Rögnvar tira plusieurs bouffées de suite, fermant les yeux.

— La stèle, on pouvait pas en tirer un morceau. Alors j'ai choisi une petite roche plate à côté, elle allait pas venir vérifier, hein ? Et je m'en suis retourné au canot. Au moment où je lançais le moteur, j'ai eu une douleur effroyable dans la jambe gauche. Comme si on avait mis le feu à mes os. J'ai hurlé, je me suis accroché au canot et j'ai roulé dedans en portant ma jambe, et le calme, il était moins calme. Ça grognait ça haletait, et même, ça puait. Ça puait le pourri, ça puait la mort. Je serrais ma jambe d'une main, et de l'autre je tenais la barre, je rentrais aussi vite que possible, j'ai manqué percuter la jetée du port. Dalvin et Tryggvi sont arrivés au pas de course et ça a pas traîné. Ils m'ont emmené à fond de train à l'hôpital d'Akureyri et là, ni une ni deux, ils m'ont coupé la jambe. Je me suis réveillé comme ça. Y avait pas une blessure, rien. C'était juste la jambe qui s'était mise à pourrir d'un coup, sans raison, bleue et verte. Y a même eu un article dans le journal. Une heure de plus, et j'y passais. C'était l'afturganga, il avait essayé de me tuer.

— Qu'est-ce que l'afturganga ? demanda Adamsberg.

— Le mort-vivant, le démon qui possède l'île. Maintenant, t'as ton histoire, Almar.

— C'est pas pour moi, c'est pour eux.

— J'ai compris ça, dit Rögnvar en jetant un regard net et bleu à Adamsberg, qui lui tendit une autre cigarette et s'en alluma une.
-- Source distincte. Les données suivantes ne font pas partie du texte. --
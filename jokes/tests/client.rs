// Авторские права (c) 2025 urdekcah. Все права защищены.
//
// Этот исходный код распространяется под лицензией AGPL-3.0,
// текст которой находится в файле LICENSE в корневом каталоге данного проекта.
use error::Error;
use jokes::{JokeApi, JokeClient};
use wiremock::matchers::{method, path};
use wiremock::{Mock, MockServer, ResponseTemplate};

#[tokio::test]
async fn random_returns_icon_and_text() {
  let mock_server = MockServer::start().await;

  Mock::given(method("GET"))
    .and(path("/jokes/random"))
    .respond_with(ResponseTemplate::new(200).set_body_json(serde_json::json!({
      "icon_url": "https://api.chucknorris.io/img/avatar/chuck-norris.png",
      "value": "Chuck Norris counted to infinity. Twice."
    })))
    .mount(&mock_server)
    .await;

  let joke = JokeClient::with_base_url(mock_server.uri()).random().await.unwrap();

  assert_eq!(joke.value, "Chuck Norris counted to infinity. Twice.");
  assert!(joke.icon_url.ends_with("chuck-norris.png"));
}

#[tokio::test]
async fn upstream_failure_has_its_own_fixed_message() {
  let mock_server = MockServer::start().await;

  Mock::given(method("GET"))
    .and(path("/jokes/random"))
    .respond_with(ResponseTemplate::new(503))
    .mount(&mock_server)
    .await;

  let err = JokeClient::with_base_url(mock_server.uri()).random().await.unwrap_err();

  assert!(matches!(err, Error::JokeUnavailable));
  assert_eq!(err.to_string(), "Unable to fetch Chuck Norris joke");
}
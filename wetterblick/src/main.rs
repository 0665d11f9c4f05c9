// Авторские права (c) 2025 urdekcah. Все права защищены.
//
// Этот исходный код распространяется под лицензией AGPL-3.0,
// текст которой находится в файле LICENSE в корневом каталоге данного проекта.
use anyhow::{Context, Result};
use config::Config;
use jokes::JokeClient;
use std::env;
use std::sync::Arc;
use tracing::error;
use weather::{WeatherClient, WeatherConfig};
use wetterblick::{ConfiguredLocation, LocationProvider, Orchestrator, RequestState};

#[cfg(debug_assertions)]
fn setup_logging() {
  tracing_subscriber::fmt()
    .with_file(true)
    .with_line_number(true)
    .with_thread_ids(true)
    .init();
}

#[cfg(not(debug_assertions))]
fn setup_logging() {
  tracing_subscriber::fmt().init();
}

#[tokio::main]
async fn main() -> Result<()> {
  #[cfg(debug_assertions)]
  config::dotenv::load()?;
  setup_logging();

  let api_key =
    env::var("OPENWEATHER_API_KEY").context("Missing OPENWEATHER_API_KEY environment variable")?;
  let config = Config::from_file("wetterblick.toml")?;

  let weather_config = WeatherConfig::new(api_key)?
    .with_base_url(config.weather.base_url.clone())
    .with_units(config.weather.units.clone());

  let location = config
    .location
    .map(|l| Arc::new(ConfiguredLocation::new(l.latitude, l.longitude)) as Arc<dyn LocationProvider>);

  let orchestrator = Orchestrator::new(
    Arc::new(WeatherClient::new(weather_config)),
    Arc::new(JokeClient::with_base_url(config.jokes.base_url.clone())),
    location,
  );

  let query = env::args()
    .nth(1)
    .context("Usage: wetterblick <CITY> | wetterblick --locate")?;
  if query == "--locate" {
    orchestrator.use_current_location().await;
  } else {
    orchestrator.submit(&query).await;
  }

  let state = orchestrator.state().await;
  println!("{}", wetterblick::view::render(&state));

  if let RequestState::Failed(message) = state {
    error!("Fetch cycle failed: {}", message);
    std::process::exit(1);
  }

  Ok(())
}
— Comment tu t'appelles, toi ? demanda Rögnvar.

— Adamsberg.

— Ça pourrait presque être un nom d'ici. Et c'est toi qui veux y aller, sur l'îlot, hein ?

— C'est vrai.

— Mais elle, non, dit Rögnvar en désignant Retancourt.

— Non.

— Alors pourquoi elle vient ?

— Les ordres, dit Adamsberg en écartant les bras en un geste d'impuissance.

— Les ordres, tu parles. Et lui, dit-il en montrant Veyrenc, il vient parce que c'est ton ami.

— C'est vrai.

— Mais elle, même furieuse comme une orque, elle peut servir. Parce qu'on dit que seule une force hors du commun peut vaincre un afturganga. Ou une grosse force spirituelle. Mais je ne sens pas de grosse force spirituelle ici.

Adamsberg sourit.

— C'est pas vrai que t'as des ordres, hein ? reprit Rögnvar.

— Tu as raison.

— C'est toi qui voulais venir ?

— Oui.

— Enfin, tu croyais que c'était toi qui voulais venir. Mais c'était lui.

— L'afturganga ?

— Oui. Il t'a appelé de loin.

— Pourquoi ?

— Possible qu'il ait quelque chose à te dire. Que veux-tu que j'en sache, Berg ? Mais y a une chose de sûre, c'est que quand un afturganga te convoque, t'as drôlement intérêt à obéir. Bonne chance, Berg, je sais pas si je te reverrai.

— Dans ce cas, je te laisse mes cigarettes, dit Adamsberg en lui posant son paquet sur les genoux, près de la morue.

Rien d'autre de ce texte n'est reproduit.